Should you invest in development of conversational interfaces?
The conversational user interface is changing the way we interact with machines. Ideally, it offers a natural, and intuitive interaction between human and machine. Chatbots, voicebots, intelligent assistants, and other voice-enabled devices open up a whole new world; they speed up, and improve daily tasks. They also increase efficiency, and for businesses employing them, they are cost-effective compared to humans.
So, as a business, should you start to develop and deploy these conversational solutions?
As a UX Designer my instinctive response will be: “yes, of course!” It is obvious that conversational UI is part of our future, and designing that future is exciting. But how fair is that towards my clients? Even though everyone these days claims to be innovative, we all know that true innovation comes at a cost. And part of our responsibility as designers is to make our clients aware of the cost of innovative design, as well as the reward.
In this article we will dive into the pros and cons of such endeavor.
- Where are we when it comes to chatbots, and intelligent assistants? What is the current status?
- What are the most common mistakes we should be aware of?
- What is the best approach, if any?
As usual, there is no one size fits all answer. After all, that’s what makes UX Design such an interesting field… almost every questions can be answered with those two words no manager wants to hear… “it depends”.
A quick overview of interface history
Conversational UI is the latest stage in a long history of human – machine interaction.

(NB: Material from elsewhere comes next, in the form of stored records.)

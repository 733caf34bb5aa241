use std::fmt::Display;
use std::rc::Rc;

#[derive(Debug, PartialEq, Eq, Clone)]
pub enum TokenKind {
    Eof,
    Illegal(Rc<str>),
    Ident(Rc<str>),
    Float(Rc<str>),

    // Operators
    Assign,
    Plus,
    Minus,
    Bang,
    Asterisk,
    Slash,
    Caret,

    Equal,
    NotEqual,

    GreaterThan,
    GreaterEqual,
    LessThan,
    LessEqual,

    And,
    Or,

    Comma,
    SemiColon,
    LParen,
    RParen,
    LBracket,
    RBracket,

    // Keywords
    True,
    False,
}

impl TokenKind {
    /// Source text of the token. Empty for `Eof`.
    pub fn literal(&self) -> &str {
        use TokenKind::*;
        match self {
            Eof => "",
            Illegal(text) | Ident(text) | Float(text) => text,
            Assign => "=",
            Plus => "+",
            Minus => "-",
            Bang => "!",
            Asterisk => "*",
            Slash => "/",
            Caret => "^",
            Equal => "==",
            NotEqual => "!=",
            GreaterThan => ">",
            GreaterEqual => ">=",
            LessThan => "<",
            LessEqual => "<=",
            And => "&&",
            Or => "||",
            Comma => ",",
            SemiColon => ";",
            LParen => "(",
            RParen => ")",
            LBracket => "[",
            RBracket => "]",
            True => "true",
            False => "false",
        }
    }
}

impl Display for TokenKind {
    fn fmt(&self, f: &mut std::fmt::Formatter<'_>) -> std::fmt::Result {
        match self {
            TokenKind::Eof => write!(f, "EOF"),
            kind => write!(f, "{}", kind.literal()),
        }
    }
}

#[derive(Debug, PartialEq, Eq, Clone)]
pub struct Token {
    pub kind: TokenKind,
    pub start: usize,
    pub end: usize,
}

impl Display for Token {
    fn fmt(&self, f: &mut std::fmt::Formatter<'_>) -> std::fmt::Result {
        write!(f, "{}", self.kind)
    }
}

fn keywords(ident: &str) -> Option<TokenKind> {
    match ident {
        "true" => Some(TokenKind::True),
        "false" => Some(TokenKind::False),
        _ => None,
    }
}

/// Pull-based tokenizer over a single line of source.
///
/// [`Tokenizer::next_token`] never runs dry: once the input is exhausted it
/// keeps handing out `Eof` tokens. The [`Iterator`] implementation stops at
/// the first `Eof` instead, which is what the parser consumes.
#[derive(Clone)]
pub struct Tokenizer<'a> {
    input: &'a str,
    iter: std::iter::Peekable<std::str::CharIndices<'a>>,
}

impl<'a> Tokenizer<'a> {
    pub fn new(input: &'a str) -> Self {
        let iter = input.char_indices().peekable();
        Self { input, iter }
    }

    fn is_letter(ch: char) -> bool {
        ch.is_ascii_alphabetic() || ch == '_'
    }

    fn is_number_part(ch: char) -> bool {
        ch.is_ascii_digit() || ch == '.'
    }

    fn read_identifier(&mut self, start: usize) -> Token {
        while self
            .iter
            .next_if(|(_, ch)| Self::is_letter(*ch) || ch.is_ascii_digit())
            .is_some()
        {}

        let end = self.next_idx();
        let ident = &self.input[start..end];
        Token {
            kind: keywords(ident).unwrap_or_else(|| TokenKind::Ident(ident.into())),
            start,
            end,
        }
    }

    fn read_number(&mut self, start: usize) -> Token {
        while self.iter.next_if(|(_, ch)| Self::is_number_part(*ch)).is_some() {}

        let end = self.next_idx();
        let number = &self.input[start..end];

        // `.5` is read as `0.5`; a bare `.` stays malformed
        let kind = if number.starts_with('.')
            && number[1..].starts_with(|ch: char| ch.is_ascii_digit())
        {
            TokenKind::Float(format!("0{number}").into())
        } else {
            TokenKind::Float(number.into())
        };

        Token { kind, start, end }
    }

    /// Builds a token for `single`, or for `double` when the next character
    /// is `second`.
    fn read_operator(
        &mut self,
        start: usize,
        second: char,
        double: TokenKind,
        single: TokenKind,
    ) -> Token {
        let kind = if self.iter.next_if(|(_, ch)| *ch == second).is_some() {
            double
        } else {
            single
        };
        Token {
            kind,
            start,
            end: self.next_idx(),
        }
    }

    fn single(&mut self, kind: TokenKind, start: usize) -> Token {
        Token {
            kind,
            start,
            end: self.next_idx(),
        }
    }

    fn next_idx(&mut self) -> usize {
        self.iter
            .peek()
            .map(|(idx, _)| *idx)
            .unwrap_or(self.input.len())
    }

    pub fn next_token(&mut self) -> Token {
        while self
            .iter
            .next_if(|(_, ch)| matches!(ch, ' ' | '\t' | '\r' | '\n'))
            .is_some()
        {}

        let Some((idx, ch)) = self.iter.next() else {
            return Token {
                kind: TokenKind::Eof,
                start: self.input.len(),
                end: self.input.len(),
            };
        };

        match ch {
            '=' => self.read_operator(idx, '=', TokenKind::Equal, TokenKind::Assign),
            '!' => self.read_operator(idx, '=', TokenKind::NotEqual, TokenKind::Bang),
            '<' => self.read_operator(idx, '=', TokenKind::LessEqual, TokenKind::LessThan),
            '>' => self.read_operator(idx, '=', TokenKind::GreaterEqual, TokenKind::GreaterThan),
            '&' => self.read_operator(idx, '&', TokenKind::And, TokenKind::Illegal("&".into())),
            '|' => self.read_operator(idx, '|', TokenKind::Or, TokenKind::Illegal("|".into())),
            '+' => self.single(TokenKind::Plus, idx),
            '-' => self.single(TokenKind::Minus, idx),
            '*' => self.single(TokenKind::Asterisk, idx),
            '/' => self.single(TokenKind::Slash, idx),
            '^' => self.single(TokenKind::Caret, idx),
            ',' => self.single(TokenKind::Comma, idx),
            ';' => self.single(TokenKind::SemiColon, idx),
            '(' => self.single(TokenKind::LParen, idx),
            ')' => self.single(TokenKind::RParen, idx),
            '[' => self.single(TokenKind::LBracket, idx),
            ']' => self.single(TokenKind::RBracket, idx),
            c if Tokenizer::is_letter(c) => self.read_identifier(idx),
            c if Tokenizer::is_number_part(c) => self.read_number(idx),
            _ => self.single(TokenKind::Illegal(ch.to_string().into()), idx),
        }
    }
}

impl<'a> Iterator for Tokenizer<'a> {
    type Item = Token;

    fn next(&mut self) -> Option<Token> {
        match self.next_token() {
            Token {
                kind: TokenKind::Eof,
                ..
            } => None,
            token => Some(token),
        }
    }
}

In essence, every interaction will have some input and some output. You press the accelerator in your car (input) and the car will speed up (output). The same input on the brake pedal (press) will result in a different output (the car should slow down). If we want the interaction to be predictable and easy to understand we should be consistent in our designs; you will be hard pressed to find a car where the accelerator is not the right-most pedal.
For more complicated interactions, for instance, more varied interactions between human and machine, various interfaces have been the go-to tools throughout the years.
A textual interface, or command line interface, was the only way to interact with computers for years. A keyboard was used to type in the commands and a screen provided the feedback, both on the commands typed, as well as the response from the machine.
While in the early years, the commands needed to adhere strict rules (to prevent the dreaded ‘syntax error’ or ‘unknown command’), later developments allowed for more free natural language being used. Today, most search engines will take a stab at interpreting a search query provided by the user.
The next evolution came with the Graphical User Interface. This interface tries to mimic the way we perform mechanical tasks in real life situations and replaces the textual interface.
To use this interface and enable or disable a feature, or capability in the software program, we “click a button” on a screen using a pointing device such as a mouse. We don’t actually click that button, but this action mimics the mechanical action of switching on and off a real device. Both Apple and Microsoft made this type of interface and this way of interacting with computers extremely popular.
The next step came with the introduction of touch screen devices, which eliminated the use of pointing devices, making the whole experience more direct, more natural, and more intuitive.
Conversational interfaces
The latest evolution of human-machine interaction is the Conversational User Interface.
First, let’s define what precisely a conversation is within this context (as opposed to the standard inter-human conversation):
- It does not have to be oral, it can be in writing, such as with chatbots.
- It is limited to two participants, of which (at least) one is a non-human entity.
- It is less interactive than human conversation and it is more about exchanging information than exchanging ideas.
- It is thought of as non-social, as computers are involved.
- It is a means of communication that enables natural conversation between two entities.
- It is about learning and teaching, as computers continue to learn and develop their understanding capabilities.
Based on the above, we see that a conversational interaction is a (relatively) new form of communication between humans and machines, that consists of a series of questions and answers, if not an actual exchange of thoughts.
Hence, in the conversational interface we see, once again, a form of bilateral communication, where the user asks a question and the computer will provide an answer. Actually, there is not much difference with the original command line interface, other than the shape and form the interface is presented in. The interaction is with “someone” who gives the answers; this someone is a humanized computer entity, or in short, a bot.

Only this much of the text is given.